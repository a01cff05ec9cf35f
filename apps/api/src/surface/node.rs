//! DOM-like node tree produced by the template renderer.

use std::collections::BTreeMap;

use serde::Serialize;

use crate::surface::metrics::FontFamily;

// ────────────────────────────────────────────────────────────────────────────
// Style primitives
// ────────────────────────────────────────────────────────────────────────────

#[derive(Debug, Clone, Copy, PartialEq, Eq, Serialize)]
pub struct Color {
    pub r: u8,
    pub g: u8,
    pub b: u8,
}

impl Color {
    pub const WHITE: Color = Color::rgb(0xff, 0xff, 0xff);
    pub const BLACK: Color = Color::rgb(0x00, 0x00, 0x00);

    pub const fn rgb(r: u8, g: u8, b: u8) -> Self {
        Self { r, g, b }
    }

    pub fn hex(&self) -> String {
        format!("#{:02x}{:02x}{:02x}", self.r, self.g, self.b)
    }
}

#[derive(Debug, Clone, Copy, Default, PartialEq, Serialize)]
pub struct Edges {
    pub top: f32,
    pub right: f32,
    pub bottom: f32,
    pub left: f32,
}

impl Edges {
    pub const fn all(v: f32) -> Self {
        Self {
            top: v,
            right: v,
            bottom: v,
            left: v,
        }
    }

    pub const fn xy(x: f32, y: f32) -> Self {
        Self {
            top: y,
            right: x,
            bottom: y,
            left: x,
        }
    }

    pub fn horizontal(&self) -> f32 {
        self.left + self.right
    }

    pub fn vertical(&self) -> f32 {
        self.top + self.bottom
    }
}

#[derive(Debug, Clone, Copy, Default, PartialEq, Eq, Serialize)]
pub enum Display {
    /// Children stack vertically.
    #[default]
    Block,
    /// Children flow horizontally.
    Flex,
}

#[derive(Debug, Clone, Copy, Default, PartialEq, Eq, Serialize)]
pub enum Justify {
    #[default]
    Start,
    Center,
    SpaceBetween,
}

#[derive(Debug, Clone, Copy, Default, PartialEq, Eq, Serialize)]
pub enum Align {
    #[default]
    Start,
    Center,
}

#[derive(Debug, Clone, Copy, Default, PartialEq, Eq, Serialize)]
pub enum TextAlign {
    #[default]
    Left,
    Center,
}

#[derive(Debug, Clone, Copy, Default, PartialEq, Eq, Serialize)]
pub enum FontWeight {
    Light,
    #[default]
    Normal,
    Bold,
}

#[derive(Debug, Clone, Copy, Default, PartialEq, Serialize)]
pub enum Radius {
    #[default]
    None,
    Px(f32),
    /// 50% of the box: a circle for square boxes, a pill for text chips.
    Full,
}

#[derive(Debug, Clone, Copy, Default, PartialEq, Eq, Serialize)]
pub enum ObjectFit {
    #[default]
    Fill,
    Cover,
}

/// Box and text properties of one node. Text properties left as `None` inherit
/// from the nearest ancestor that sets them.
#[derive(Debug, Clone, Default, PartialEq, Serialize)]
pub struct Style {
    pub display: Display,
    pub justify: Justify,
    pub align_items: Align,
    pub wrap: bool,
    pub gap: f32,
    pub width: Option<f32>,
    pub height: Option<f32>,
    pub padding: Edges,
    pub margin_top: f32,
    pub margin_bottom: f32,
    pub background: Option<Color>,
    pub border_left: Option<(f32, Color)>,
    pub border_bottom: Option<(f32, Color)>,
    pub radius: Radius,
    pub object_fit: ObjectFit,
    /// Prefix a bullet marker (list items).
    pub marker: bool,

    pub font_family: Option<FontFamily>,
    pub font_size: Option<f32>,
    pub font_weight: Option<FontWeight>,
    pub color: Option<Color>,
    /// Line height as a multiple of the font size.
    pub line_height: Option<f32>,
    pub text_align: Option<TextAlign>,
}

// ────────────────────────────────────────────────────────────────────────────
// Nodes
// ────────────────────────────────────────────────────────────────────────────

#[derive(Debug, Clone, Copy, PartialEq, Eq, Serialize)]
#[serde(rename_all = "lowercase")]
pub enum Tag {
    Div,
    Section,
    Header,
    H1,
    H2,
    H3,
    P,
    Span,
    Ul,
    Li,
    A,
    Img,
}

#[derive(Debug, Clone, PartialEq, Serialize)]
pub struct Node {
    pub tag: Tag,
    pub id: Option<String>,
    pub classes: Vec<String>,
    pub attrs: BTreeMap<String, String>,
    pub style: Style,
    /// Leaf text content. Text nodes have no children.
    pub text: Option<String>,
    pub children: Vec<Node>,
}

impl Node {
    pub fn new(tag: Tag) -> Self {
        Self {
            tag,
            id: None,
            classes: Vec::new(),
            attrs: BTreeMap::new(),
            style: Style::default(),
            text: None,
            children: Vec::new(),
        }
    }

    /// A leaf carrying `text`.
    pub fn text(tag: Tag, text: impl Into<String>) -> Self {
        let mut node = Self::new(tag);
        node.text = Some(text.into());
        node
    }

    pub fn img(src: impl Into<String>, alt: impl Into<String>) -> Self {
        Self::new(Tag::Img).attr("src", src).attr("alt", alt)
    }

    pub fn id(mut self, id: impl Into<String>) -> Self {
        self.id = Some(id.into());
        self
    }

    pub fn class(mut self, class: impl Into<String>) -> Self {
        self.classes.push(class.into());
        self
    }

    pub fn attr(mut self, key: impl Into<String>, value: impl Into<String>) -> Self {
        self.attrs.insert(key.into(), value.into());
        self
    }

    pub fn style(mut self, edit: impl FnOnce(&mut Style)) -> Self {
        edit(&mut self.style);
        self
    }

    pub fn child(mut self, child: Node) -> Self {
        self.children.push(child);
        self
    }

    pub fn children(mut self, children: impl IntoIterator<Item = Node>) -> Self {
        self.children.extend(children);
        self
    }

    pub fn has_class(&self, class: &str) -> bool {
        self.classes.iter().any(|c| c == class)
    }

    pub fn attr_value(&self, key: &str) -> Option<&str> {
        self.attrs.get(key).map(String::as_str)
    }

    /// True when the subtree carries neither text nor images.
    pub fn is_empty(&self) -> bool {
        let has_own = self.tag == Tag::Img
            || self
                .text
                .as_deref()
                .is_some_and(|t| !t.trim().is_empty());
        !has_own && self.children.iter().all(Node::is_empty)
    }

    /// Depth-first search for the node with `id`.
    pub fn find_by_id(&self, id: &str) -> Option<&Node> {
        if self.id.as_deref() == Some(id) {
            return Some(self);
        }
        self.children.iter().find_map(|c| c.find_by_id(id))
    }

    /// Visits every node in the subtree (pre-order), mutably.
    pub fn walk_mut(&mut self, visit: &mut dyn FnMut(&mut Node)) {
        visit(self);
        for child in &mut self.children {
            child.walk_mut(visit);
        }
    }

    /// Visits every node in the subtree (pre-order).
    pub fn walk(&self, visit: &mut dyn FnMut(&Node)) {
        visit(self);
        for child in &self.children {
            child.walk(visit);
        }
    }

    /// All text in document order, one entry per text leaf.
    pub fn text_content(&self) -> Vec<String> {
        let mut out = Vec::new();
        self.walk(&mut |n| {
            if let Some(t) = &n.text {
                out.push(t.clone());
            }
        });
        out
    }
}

---

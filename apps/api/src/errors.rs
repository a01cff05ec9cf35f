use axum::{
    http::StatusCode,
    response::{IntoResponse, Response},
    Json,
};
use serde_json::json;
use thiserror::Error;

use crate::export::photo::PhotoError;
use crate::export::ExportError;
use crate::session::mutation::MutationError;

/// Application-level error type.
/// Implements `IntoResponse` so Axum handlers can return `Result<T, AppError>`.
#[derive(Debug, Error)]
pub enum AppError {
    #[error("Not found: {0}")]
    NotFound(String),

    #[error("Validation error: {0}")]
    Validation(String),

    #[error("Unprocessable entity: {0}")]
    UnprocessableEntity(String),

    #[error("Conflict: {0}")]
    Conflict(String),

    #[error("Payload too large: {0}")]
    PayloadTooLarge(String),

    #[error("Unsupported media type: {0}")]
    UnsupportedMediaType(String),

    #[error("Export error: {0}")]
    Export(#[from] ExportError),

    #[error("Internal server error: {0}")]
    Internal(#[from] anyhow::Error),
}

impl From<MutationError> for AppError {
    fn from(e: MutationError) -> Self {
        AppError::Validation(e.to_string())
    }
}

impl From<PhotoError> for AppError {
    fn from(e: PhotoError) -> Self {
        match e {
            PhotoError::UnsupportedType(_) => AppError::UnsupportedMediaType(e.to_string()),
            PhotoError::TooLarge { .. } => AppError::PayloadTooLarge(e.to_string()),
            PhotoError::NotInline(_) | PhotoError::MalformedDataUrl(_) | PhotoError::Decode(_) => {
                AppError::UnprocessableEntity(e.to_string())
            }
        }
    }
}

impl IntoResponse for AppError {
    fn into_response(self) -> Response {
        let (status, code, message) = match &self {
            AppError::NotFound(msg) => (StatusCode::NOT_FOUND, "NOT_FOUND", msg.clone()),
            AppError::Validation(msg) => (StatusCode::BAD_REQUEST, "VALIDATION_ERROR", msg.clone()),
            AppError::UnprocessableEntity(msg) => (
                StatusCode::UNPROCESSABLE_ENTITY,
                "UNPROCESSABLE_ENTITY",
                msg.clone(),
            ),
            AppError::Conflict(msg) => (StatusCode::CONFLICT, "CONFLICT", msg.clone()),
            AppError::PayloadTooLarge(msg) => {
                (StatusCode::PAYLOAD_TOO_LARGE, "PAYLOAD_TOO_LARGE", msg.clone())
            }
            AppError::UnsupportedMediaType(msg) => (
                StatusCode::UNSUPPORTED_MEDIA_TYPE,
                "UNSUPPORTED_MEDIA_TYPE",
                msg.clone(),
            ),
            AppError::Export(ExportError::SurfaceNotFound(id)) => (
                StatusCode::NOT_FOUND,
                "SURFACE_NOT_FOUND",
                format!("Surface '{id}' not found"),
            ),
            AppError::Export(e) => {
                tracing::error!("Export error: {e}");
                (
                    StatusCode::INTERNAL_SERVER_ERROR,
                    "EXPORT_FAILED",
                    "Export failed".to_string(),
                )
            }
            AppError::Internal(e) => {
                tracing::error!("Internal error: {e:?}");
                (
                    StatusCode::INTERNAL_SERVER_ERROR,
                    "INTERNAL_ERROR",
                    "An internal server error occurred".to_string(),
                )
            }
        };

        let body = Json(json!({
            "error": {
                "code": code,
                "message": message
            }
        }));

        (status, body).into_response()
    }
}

Task statement ▸ Whenever a line of the data includes "Conflict", copy that line.

Solution to the problem ▸
    #[error("Conflict: {0}")]
    Conflict(String),
            AppError::Conflict(msg) => (StatusCode::CONFLICT, "CONFLICT", msg.clone()),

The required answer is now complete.